§ INPUT:
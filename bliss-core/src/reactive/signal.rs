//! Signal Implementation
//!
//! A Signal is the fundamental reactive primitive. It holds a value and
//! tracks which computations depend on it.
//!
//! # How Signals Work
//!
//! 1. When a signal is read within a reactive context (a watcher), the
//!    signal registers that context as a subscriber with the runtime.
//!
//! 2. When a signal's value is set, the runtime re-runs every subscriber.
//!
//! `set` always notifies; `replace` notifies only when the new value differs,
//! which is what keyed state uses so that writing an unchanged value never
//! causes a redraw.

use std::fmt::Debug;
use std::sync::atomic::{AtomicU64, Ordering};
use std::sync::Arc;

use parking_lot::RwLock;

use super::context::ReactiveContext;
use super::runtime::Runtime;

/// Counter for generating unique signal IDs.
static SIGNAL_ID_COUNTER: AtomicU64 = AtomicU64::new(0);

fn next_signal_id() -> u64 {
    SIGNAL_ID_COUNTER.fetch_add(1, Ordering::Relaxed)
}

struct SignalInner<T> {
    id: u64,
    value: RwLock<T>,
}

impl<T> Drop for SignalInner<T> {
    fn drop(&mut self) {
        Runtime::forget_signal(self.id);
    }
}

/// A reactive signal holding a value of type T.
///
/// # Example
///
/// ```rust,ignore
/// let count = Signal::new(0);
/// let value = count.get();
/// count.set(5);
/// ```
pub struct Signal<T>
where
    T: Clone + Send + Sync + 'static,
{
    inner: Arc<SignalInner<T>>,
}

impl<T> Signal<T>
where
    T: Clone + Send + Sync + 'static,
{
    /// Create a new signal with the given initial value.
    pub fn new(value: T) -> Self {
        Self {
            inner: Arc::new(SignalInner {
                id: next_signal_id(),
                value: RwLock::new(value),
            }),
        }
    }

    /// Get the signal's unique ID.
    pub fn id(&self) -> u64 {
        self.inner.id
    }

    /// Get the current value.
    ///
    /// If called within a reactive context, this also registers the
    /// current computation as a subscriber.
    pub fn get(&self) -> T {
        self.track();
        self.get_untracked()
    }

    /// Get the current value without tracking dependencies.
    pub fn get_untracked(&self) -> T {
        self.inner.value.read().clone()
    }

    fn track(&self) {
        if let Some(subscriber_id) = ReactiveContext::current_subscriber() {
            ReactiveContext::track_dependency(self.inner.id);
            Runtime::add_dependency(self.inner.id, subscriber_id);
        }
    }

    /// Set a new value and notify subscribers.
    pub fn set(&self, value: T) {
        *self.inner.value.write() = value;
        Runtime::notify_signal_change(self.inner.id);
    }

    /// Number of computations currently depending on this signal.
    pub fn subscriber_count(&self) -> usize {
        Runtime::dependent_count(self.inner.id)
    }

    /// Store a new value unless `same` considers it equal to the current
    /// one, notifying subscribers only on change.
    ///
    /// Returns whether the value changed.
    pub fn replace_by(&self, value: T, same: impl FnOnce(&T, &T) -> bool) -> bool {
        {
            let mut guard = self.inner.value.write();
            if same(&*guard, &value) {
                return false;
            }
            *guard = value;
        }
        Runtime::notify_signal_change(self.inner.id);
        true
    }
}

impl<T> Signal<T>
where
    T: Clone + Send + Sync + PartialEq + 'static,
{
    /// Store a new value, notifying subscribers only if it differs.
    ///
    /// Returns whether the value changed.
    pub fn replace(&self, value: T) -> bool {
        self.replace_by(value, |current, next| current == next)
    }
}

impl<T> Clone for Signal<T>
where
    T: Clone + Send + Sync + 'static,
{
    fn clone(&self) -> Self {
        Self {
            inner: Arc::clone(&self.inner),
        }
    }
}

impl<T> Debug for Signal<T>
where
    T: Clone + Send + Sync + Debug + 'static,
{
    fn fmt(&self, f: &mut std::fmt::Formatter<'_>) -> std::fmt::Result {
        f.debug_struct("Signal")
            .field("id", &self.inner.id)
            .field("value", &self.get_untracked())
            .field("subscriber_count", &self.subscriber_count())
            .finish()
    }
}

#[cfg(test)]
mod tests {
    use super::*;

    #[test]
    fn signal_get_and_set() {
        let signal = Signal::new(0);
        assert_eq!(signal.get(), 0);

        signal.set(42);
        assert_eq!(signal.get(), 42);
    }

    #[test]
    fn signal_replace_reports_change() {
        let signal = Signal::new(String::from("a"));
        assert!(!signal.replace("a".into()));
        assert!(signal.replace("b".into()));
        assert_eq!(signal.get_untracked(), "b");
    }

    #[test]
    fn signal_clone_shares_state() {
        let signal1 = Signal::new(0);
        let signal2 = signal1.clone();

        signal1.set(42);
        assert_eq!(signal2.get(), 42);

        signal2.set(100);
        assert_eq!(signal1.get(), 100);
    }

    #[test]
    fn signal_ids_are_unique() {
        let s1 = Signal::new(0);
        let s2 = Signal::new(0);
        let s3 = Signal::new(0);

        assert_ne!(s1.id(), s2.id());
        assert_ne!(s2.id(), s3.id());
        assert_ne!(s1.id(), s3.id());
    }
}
==
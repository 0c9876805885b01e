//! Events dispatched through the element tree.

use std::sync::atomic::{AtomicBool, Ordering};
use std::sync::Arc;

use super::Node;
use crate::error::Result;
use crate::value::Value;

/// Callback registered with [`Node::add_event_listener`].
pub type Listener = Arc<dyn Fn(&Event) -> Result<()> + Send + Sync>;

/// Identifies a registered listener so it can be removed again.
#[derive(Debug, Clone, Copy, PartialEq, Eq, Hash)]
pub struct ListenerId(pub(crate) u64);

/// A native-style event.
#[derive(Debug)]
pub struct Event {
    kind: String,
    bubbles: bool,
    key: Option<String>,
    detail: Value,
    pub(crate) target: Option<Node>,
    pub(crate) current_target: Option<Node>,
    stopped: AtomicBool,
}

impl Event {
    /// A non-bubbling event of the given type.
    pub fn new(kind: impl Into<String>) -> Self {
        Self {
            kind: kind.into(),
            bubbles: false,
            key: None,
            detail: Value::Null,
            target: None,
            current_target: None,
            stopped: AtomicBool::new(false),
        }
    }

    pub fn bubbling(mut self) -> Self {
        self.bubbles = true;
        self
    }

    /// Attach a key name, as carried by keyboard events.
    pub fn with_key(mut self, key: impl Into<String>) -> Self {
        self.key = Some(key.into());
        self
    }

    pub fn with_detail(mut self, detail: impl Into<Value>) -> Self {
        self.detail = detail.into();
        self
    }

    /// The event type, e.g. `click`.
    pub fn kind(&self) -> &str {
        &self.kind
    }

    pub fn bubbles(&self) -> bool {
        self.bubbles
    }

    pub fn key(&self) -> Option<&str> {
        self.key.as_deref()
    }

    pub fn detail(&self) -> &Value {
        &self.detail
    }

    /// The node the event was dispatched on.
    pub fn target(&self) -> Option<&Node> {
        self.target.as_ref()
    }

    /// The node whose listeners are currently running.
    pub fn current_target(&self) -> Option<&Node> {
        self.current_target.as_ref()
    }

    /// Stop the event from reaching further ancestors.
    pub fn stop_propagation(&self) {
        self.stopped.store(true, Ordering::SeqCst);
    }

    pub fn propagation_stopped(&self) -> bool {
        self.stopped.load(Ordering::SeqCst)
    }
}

§ WHAT IS REQUIRED: Every line above that includes the word "PartialEq" must appear in the answer.

§ RESULT FOR THIS EXERCISE:
    T: Clone + Send + Sync + PartialEq + 'static,
#[derive(Debug, Clone, Copy, PartialEq, Eq, Hash)]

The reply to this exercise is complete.